About those Greek sailors . . . .
“I’ve been a little too depressing on my blog lately,” I said to my friend Diane the other night. We were eating tacos at Esquina, and trying to decide if they were as good as we remembered.
“Huh,” said Diane, which meant something like You are not kidding, sister. “Maybe you should write about Greek sailors. That could be funny.”
Diane, alas, finds my predilection for Greek sailors to be amusing. I, on the other hand, am dead serious about them. My affection for Greek sailors is about as close to the sacred as I get. I devote long moments each day to thinking about a certain Aegean island on a certain day in the summer of 2001.
I think it was then. Events have intervened. Possibly it was another time, or maybe I made it up. I have a vivid imagination.
“You could talk about why you like Greek sailors,” Diane suggested.
I snorted. (I am not an elegant person, not even in person.) “Besides that they have strong backs?” I took a bite of blue-potato taco. Esquina has a proper name for them, but I can never remember what it is.
“Yes.”
I had to think about this for a minute. Greek sailors are my happy place, but that doesn’t mean I’ve reflected deeply on why this is so. I merely take it as an accepted fact.

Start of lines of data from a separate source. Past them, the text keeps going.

//! Deterministic chunk placement
//!
//! Every node holds two consecutive chunks of a file. The ring of pairs is
//! rotated by a digest of the file name, so any party that knows the file
//! name and the node count can work out the layout without asking anyone.

use tracing::trace;

use crate::error::{Result, RingError};
use crate::types::{ChunkIndex, CHUNKS_PER_NODE, CHUNK_COUNT};

/// Chunk pair a single node is responsible for
pub type ChunkPair = [ChunkIndex; CHUNKS_PER_NODE];

/// Placement of one file's chunks over an ordered list of nodes
#[derive(Debug, Clone, PartialEq, Eq)]
pub struct Placement {
    rotation: usize,
    assignment: Vec<ChunkPair>,
}

impl Placement {
    /// Compute the placement of `file_name` over `node_count` nodes
    pub fn compute(file_name: &str, node_count: usize) -> Result<Self> {
        if node_count == 0 {
            return Err(RingError::InvalidConfiguration(
                "placement requires at least one node".to_string(),
            ));
        }

        let rotation = (name_digest(file_name) % node_count as u64) as usize;
        let assignment = (0..node_count)
            .map(|node| chunk_pair(rotation, node))
            .collect();

        trace!(
            "Placement for {:?} over {} nodes: rotation {}",
            file_name,
            node_count,
            rotation
        );

        Ok(Self { rotation, assignment })
    }

    pub fn rotation(&self) -> usize {
        self.rotation
    }

    pub fn node_count(&self) -> usize {
        self.assignment.len()
    }

    /// Chunks expected on the node at `node`, or `None` past the end of the list
    pub fn chunks_for(&self, node: usize) -> Option<ChunkPair> {
        self.assignment.get(node).copied()
    }

    /// Node indices expected to hold `chunk`, in ascending order
    pub fn holders(&self, chunk: ChunkIndex) -> impl Iterator<Item = usize> + '_ {
        self.assignment
            .iter()
            .enumerate()
            .filter(move |(_, pair)| pair.contains(&chunk))
            .map(|(node, _)| node)
    }

    pub fn assignment(&self) -> &[ChunkPair] {
        &self.assignment
    }

    /// Whether every chunk index has at least one holder
    pub fn covers_all_chunks(&self) -> bool {
        ChunkIndex::all().all(|chunk| self.holders(chunk).next().is_some())
    }
}

/// First four bytes of the MD5 digest of the name, big-endian
pub fn name_digest(file_name: &str) -> u64 {
    let digest = md5::compute(file_name.as_bytes());
    u32::from_be_bytes([digest[0], digest[1], digest[2], digest[3]]) as u64
}

/// Pair held by `node` when the ring is rotated by `rotation`.
///
/// Rotation 0 gives node 0 chunks (1,2), node 1 (2,3), node 2 (3,4) and
/// node 3 (4,1); each extra step of rotation shifts the ring one node to
/// the right. Nodes past the fourth repeat the cycle.
fn chunk_pair(rotation: usize, node: usize) -> ChunkPair {
    let ring = CHUNK_COUNT as i64;
    let offset = (node as i64 - rotation as i64).rem_euclid(ring);
    let first = index_from_offset(offset as usize);
    [first, first.next()]
}

fn index_from_offset(offset: usize) -> ChunkIndex {
    ChunkIndex::all()
        .nth(offset % CHUNK_COUNT)
        .unwrap_or_else(|| unreachable!("offset is reduced modulo the chunk count"))
}
use anyhow::Result;
use clap::Parser;
use std::path::PathBuf;
use tokio::signal;
use tracing::{error, info};
use tracing_subscriber::EnvFilter;

use ringfs_chunkserver::{ChunkServer, ChunkServerConfig};

#[derive(Parser, Debug)]
#[command(author, version, about = "RingFS chunk server", long_about = None)]
struct Args {
    /// Data directory (positional form: `ringfs-chunkserver <data_dir> <port>`)
    #[arg(value_name = "DATA_DIR", conflicts_with = "data_dir")]
    positional_data_dir: Option<PathBuf>,

    /// Port (positional form)
    #[arg(value_name = "PORT", requires = "positional_data_dir", conflicts_with = "port")]
    positional_port: Option<u16>,

    /// Path to configuration file
    #[arg(short, long, value_name = "FILE")]
    config: Option<PathBuf>,

    /// Override bind address
    #[arg(long)]
    bind_address: Option<String>,

    /// Override port
    #[arg(short, long)]
    port: Option<u16>,

    /// Override data directory
    #[arg(short, long)]
    data_dir: Option<PathBuf>,

    /// Enable debug logging
    #[arg(long)]
    debug: bool,
}

#[tokio::main]
async fn main() -> Result<()> {
    let args = Args::parse();

    let filter = if args.debug {
        EnvFilter::new("debug")
    } else {
        EnvFilter::from_default_env()
            .add_directive("ringfs_chunkserver=info".parse()?)
            .add_directive("ringfs_protocol=info".parse()?)
    };

    tracing_subscriber::fmt()
        .with_env_filter(filter)
        .with_target(true)
        .with_thread_ids(true)
        .init();

    info!("Starting RingFS chunk server");

    let mut config = if let Some(config_path) = &args.config {
        info!("Loading configuration from: {}", config_path.display());
        ChunkServerConfig::from_file(config_path)?
    } else {
        ChunkServerConfig::load()?
    };

    if let Some(bind_address) = args.bind_address {
        config.bind_address = bind_address;
    }
    if let Some(port) = args.port.or(args.positional_port) {
        config.port = port;
    }
    if let Some(data_dir) = args.data_dir.or(args.positional_data_dir) {
        config.data_dir = data_dir;
    }

    info!("Configuration: {:?}", config);

    let server = ChunkServer::bind(config).await?;

    server
        .serve(async {
            match signal::ctrl_c().await {
                Ok(()) => info!("Received shutdown signal"),
                Err(e) => {
                    error!("Failed to listen for shutdown signal: {}", e);
                    std::future::pending::<()>().await
                }
            }
        })
        .await?;

    info!("Chunk server shut down gracefully");
    Ok(())
}
use anyhow::Result;
use clap::{Parser, Subcommand};
use std::path::PathBuf;
use std::process;
use tracing_subscriber::EnvFilter;

use ringfs_client::{ClientConfig, Orchestrator};

mod commands;

#[derive(Parser)]
#[command(name = "ringfs")]
#[command(about = "RingFS distributed file store client")]
#[command(version)]
struct Cli {
    /// Path to client configuration file
    #[arg(short, long, value_name = "FILE", env = "RINGFS_CLIENT_CONFIG")]
    config: Option<PathBuf>,

    /// Node list file, overriding the configured one
    #[arg(short, long, value_name = "FILE")]
    nodes: Option<PathBuf>,

    /// Enable debug logging
    #[arg(long)]
    debug: bool,

    #[command(subcommand)]
    command: Commands,
}

#[derive(Subcommand)]
enum Commands {
    /// List stored files and whether they can be retrieved
    List,
    /// Store local files in the cluster
    Put {
        /// Local files to store
        #[arg(required = true)]
        paths: Vec<PathBuf>,
    },
    /// Retrieve files from the cluster
    Get {
        /// Names of the files to retrieve
        #[arg(required = true)]
        filenames: Vec<String>,

        /// Directory to write retrieved files into
        #[arg(short, long, default_value = ".")]
        output: PathBuf,
    },
}

fn init_logging(debug: bool) -> Result<()> {
    let filter = if debug {
        EnvFilter::new("debug")
    } else {
        EnvFilter::from_default_env()
            .add_directive("ringfs_client=warn".parse()?)
            .add_directive("ringfs=info".parse()?)
    };

    tracing_subscriber::fmt()
        .with_env_filter(filter)
        .with_writer(std::io::stderr)
        .with_target(false)
        .init();
    Ok(())
}

fn build_orchestrator(cli: &Cli) -> Result<Orchestrator> {
    let mut config = match &cli.config {
        Some(path) => ClientConfig::from_file(path)?,
        None => ClientConfig::load()?,
    };
    if let Some(nodes) = &cli.nodes {
        config.node_list = nodes.clone();
        config.nodes.clear();
    }
    Ok(Orchestrator::from_config(config)?)
}

#[tokio::main]
async fn main() {
    let cli = Cli::parse();

    if let Err(e) = init_logging(cli.debug) {
        eprintln!("Error: {}", e);
        process::exit(1);
    }

    let orchestrator = match build_orchestrator(&cli) {
        Ok(orchestrator) => orchestrator,
        Err(e) => {
            eprintln!("Error: {}", e);
            process::exit(1);
        }
    };

    let succeeded = match cli.command {
        Commands::List => commands::list(&orchestrator).await,
        Commands::Put { paths } => commands::put(&orchestrator, &paths).await,
        Commands::Get { filenames, output } => {
            commands::get(&orchestrator, &filenames, &output).await
        }
    };

    if !succeeded {
        process::exit(1);
    }
}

“Well, they don’t speak English,” I finally came up with. “And since I don’t speak Greek, I find them very restful.” The only Greek I know is ouzo. And atlas. Which doesn’t get us very far. Just far enough, you might say. “And if you do something stupid, all you have to do is smile, and you are immediately forgiven, and they fix it for you.”
“What else?” Diane is a former newspaper reporter, so digging is second nature to her. Even her e-mails are written in the inverted pyramid style.
“They go away,” I said, with an emphasis that alarmed the students at the table next to us.
“Ah,” said Diane, as if she had just worked out a Secret.
“I like that in people,” I confirmed.
“That explains a lot.”
“They also come back,” I said. “Go away, come back. You know.”
“Well,” said Diane, becoming immediately practical. “Since we’re in Kansas, which the last I looked is about as landlocked as you can get—”
“—Greek sailors are not easily attainable. I know.”
“So who else goes away and comes back?” She had the kind of gleam in her eye that suggested she was about to make an improvement in my life, so I changed the subject as quickly as I could, and distracted her with tales of nefarious editorial misdeeds (we’re both writers; this was easy to do.)
The thing is, I like my Greek sailors to stay firmly in my memory, where I can improve upon them as needed. When things get all dramatic and oh-my-stars-and-whiskers around here, which is approximately every three days, I just remember (or possibly imagine) an island in the Aegean, and the endless Mediterranean sky, and men with strong backs, and then I don’t feel so bad.
People sometimes encourage me to put “Go back to Greece” on my List of Things To Do Before I’m Dead but I’ve never quite understood that. I already possess the Greek sailors: In my memory, they will always be there, waiting for me, no matter how gray I get or the number of bunions on my feet. And I like to think that one sign of a life well spent is having enough good memories to get you through to the end.
But life is about going forward, not back. It’s about evolving and changing, not repeating. It’s about savoring and appreciating what you have and not plotting how you’ll get more.
Although that doesn’t mean I’d turn down the chance to say γεία σου to some old friends.